[Collected data entries]
● ● ● ● ●
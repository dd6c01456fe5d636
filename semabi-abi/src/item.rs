//! ABI items: events and functions, with hash and signature synthesis.

use crate::parameter::Parameter;
use sha3::{Digest, Keccak256};

/// A single top-level ABI item: an event (identified by its log topic) or a function
/// (identified by its 4-byte selector).
#[derive(Debug, Clone, PartialEq)]
pub enum AbiItem {
    Event {
        name: String,
        inputs: Vec<Parameter>,
    },
    Function {
        name: String,
        inputs: Vec<Parameter>,
        outputs: Vec<Parameter>,
    },
}

impl AbiItem {
    pub fn name(&self) -> &str {
        match self {
            AbiItem::Event { name, .. } => name,
            AbiItem::Function { name, .. } => name,
        }
    }

    pub fn inputs(&self) -> &[Parameter] {
        match self {
            AbiItem::Event { inputs, .. } => inputs,
            AbiItem::Function { inputs, .. } => inputs,
        }
    }

    pub fn outputs(&self) -> &[Parameter] {
        match self {
            AbiItem::Event { .. } => &[],
            AbiItem::Function { outputs, .. } => outputs,
        }
    }

    /// `name(type,type,…)` over the item's inputs, per §3.
    pub fn signature(&self) -> String {
        format!(
            "{}({})",
            self.name(),
            self.inputs()
                .iter()
                .map(Parameter::canonical_type)
                .collect::<Vec<_>>()
                .join(",")
        )
    }

    fn signature_hash(&self) -> [u8; 32] {
        let mut hasher = Keccak256::new();
        hasher.update(self.signature().as_bytes());
        hasher.finalize().into()
    }

    /// The item's canonical hash, lower-case hex without a `0x` prefix: the full
    /// 32-byte keccak digest for events (matched against `topics[0]`), or its leading
    /// 4 bytes (8 hex chars) for functions (matched against the calldata selector).
    pub fn hash(&self) -> String {
        let digest = self.signature_hash();
        match self {
            AbiItem::Event { .. } => hex::encode(digest),
            AbiItem::Function { .. } => hex::encode(&digest[..4]),
        }
    }

    pub fn is_event(&self) -> bool {
        matches!(self, AbiItem::Event { .. })
    }
}

#[cfg(test)]
mod tests {
    use super::*;
    use crate::parameter::{DataType, ParamKind};

    fn param(name: &str, ty: DataType) -> Parameter {
        Parameter::new(name, ParamKind::Primitive(ty)).unwrap()
    }

    #[test]
    fn event_hash_is_full_keccak_of_signature() {
        let item = AbiItem::Event {
            name: "Transfer".into(),
            inputs: vec![
                param("from", DataType::Address),
                param("to", DataType::Address),
                param("value", DataType::Uint(256)),
            ],
        };
        assert_eq!(item.signature(), "Transfer(address,address,uint256)");
        // Well-known ERC-20 Transfer topic.
        assert_eq!(
            item.hash(),
            "ddf252ad1be2c89b69c2b068fc378daa952ba7f163c4a11628f55a4df523b3ef"
        );
    }

    #[test]
    fn function_hash_is_first_four_bytes() {
        let item = AbiItem::Function {
            name: "transfer".into(),
            inputs: vec![param("to", DataType::Address), param("value", DataType::Uint(256))],
            outputs: vec![param("success", DataType::Bool)],
        };
        assert_eq!(item.hash().len(), 8);
    }
}
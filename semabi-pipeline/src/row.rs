//! A row is an unordered column-name → cell mapping, live for one pipeline invocation
//! for one primary item instance (§3).

use semabi_codec::Cell;
use std::collections::HashMap;

pub type Row = HashMap<String, Cell>;

pub fn get_cell<'a>(row: &'a Row, name: &str) -> Option<&'a Cell> {
    row.get(name)
}
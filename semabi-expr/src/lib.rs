//! The expression language (C4): lexer, precedence-climbing parser, and evaluator for
//! the small arithmetic/string DSL used by parameter transforms, `@expressions`, and
//! table-scope ABI expressions.

pub mod ast;
pub mod eval;
pub mod lexer;
pub mod parser;

pub use ast::{BinOp, Expr, UnaryOp};
pub use eval::evaluate;
pub use parser::parse;

use thiserror::Error;

#[derive(Debug, Error)]
pub enum Error {
    #[error("unexpected character '{0}' at position {1}")]
    UnexpectedChar(char, usize),

    #[error("unterminated string literal starting at position {0}")]
    UnterminatedString(usize),

    #[error("unexpected end of expression")]
    UnexpectedEof,

    #[error("unexpected token '{0}'")]
    UnexpectedToken(String),

    #[error("trailing input after expression: '{0}'")]
    TrailingInput(String),

    #[error("unknown variable '{0}'")]
    UnknownVariable(String),

    #[error("'{op}' requires matching string or numeric operands, got {lhs} and {rhs}")]
    MixedOperands { op: &'static str, lhs: String, rhs: String },

    #[error("'{op}' requires a numeric operand, got {0}", op = .op)]
    NotNumeric { op: &'static str, value: String },

    #[error("division by zero")]
    DivisionByZero,
}

/// Parses and immediately evaluates `source` against `variables`. Convenience wrapper
/// used by pipeline stages that only need a one-shot evaluation.
pub fn parse_and_evaluate(
    source: &str,
    variables: &std::collections::HashMap<String, semabi_codec::Cell>,
) -> Result<semabi_codec::Cell, Error> {
    let expr = parse(source)?;
    evaluate(&expr, variables)
}

/// Statically walks an expression, returning every variable name it references. Used
/// at load time to validate that per-cell transforms reference only `this`, and that
/// `@expressions` reference only known columns.
pub fn referenced_variables(expr: &Expr) -> std::collections::HashSet<String> {
    let mut names = std::collections::HashSet::new();
    ast::walk_variables(expr, &mut names);
    names
}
● ● ● ● ●
◆ Task prompt ◆
What number of lines in the records hold "into"? Reply with that number alone.

◆ Answer section ◆
3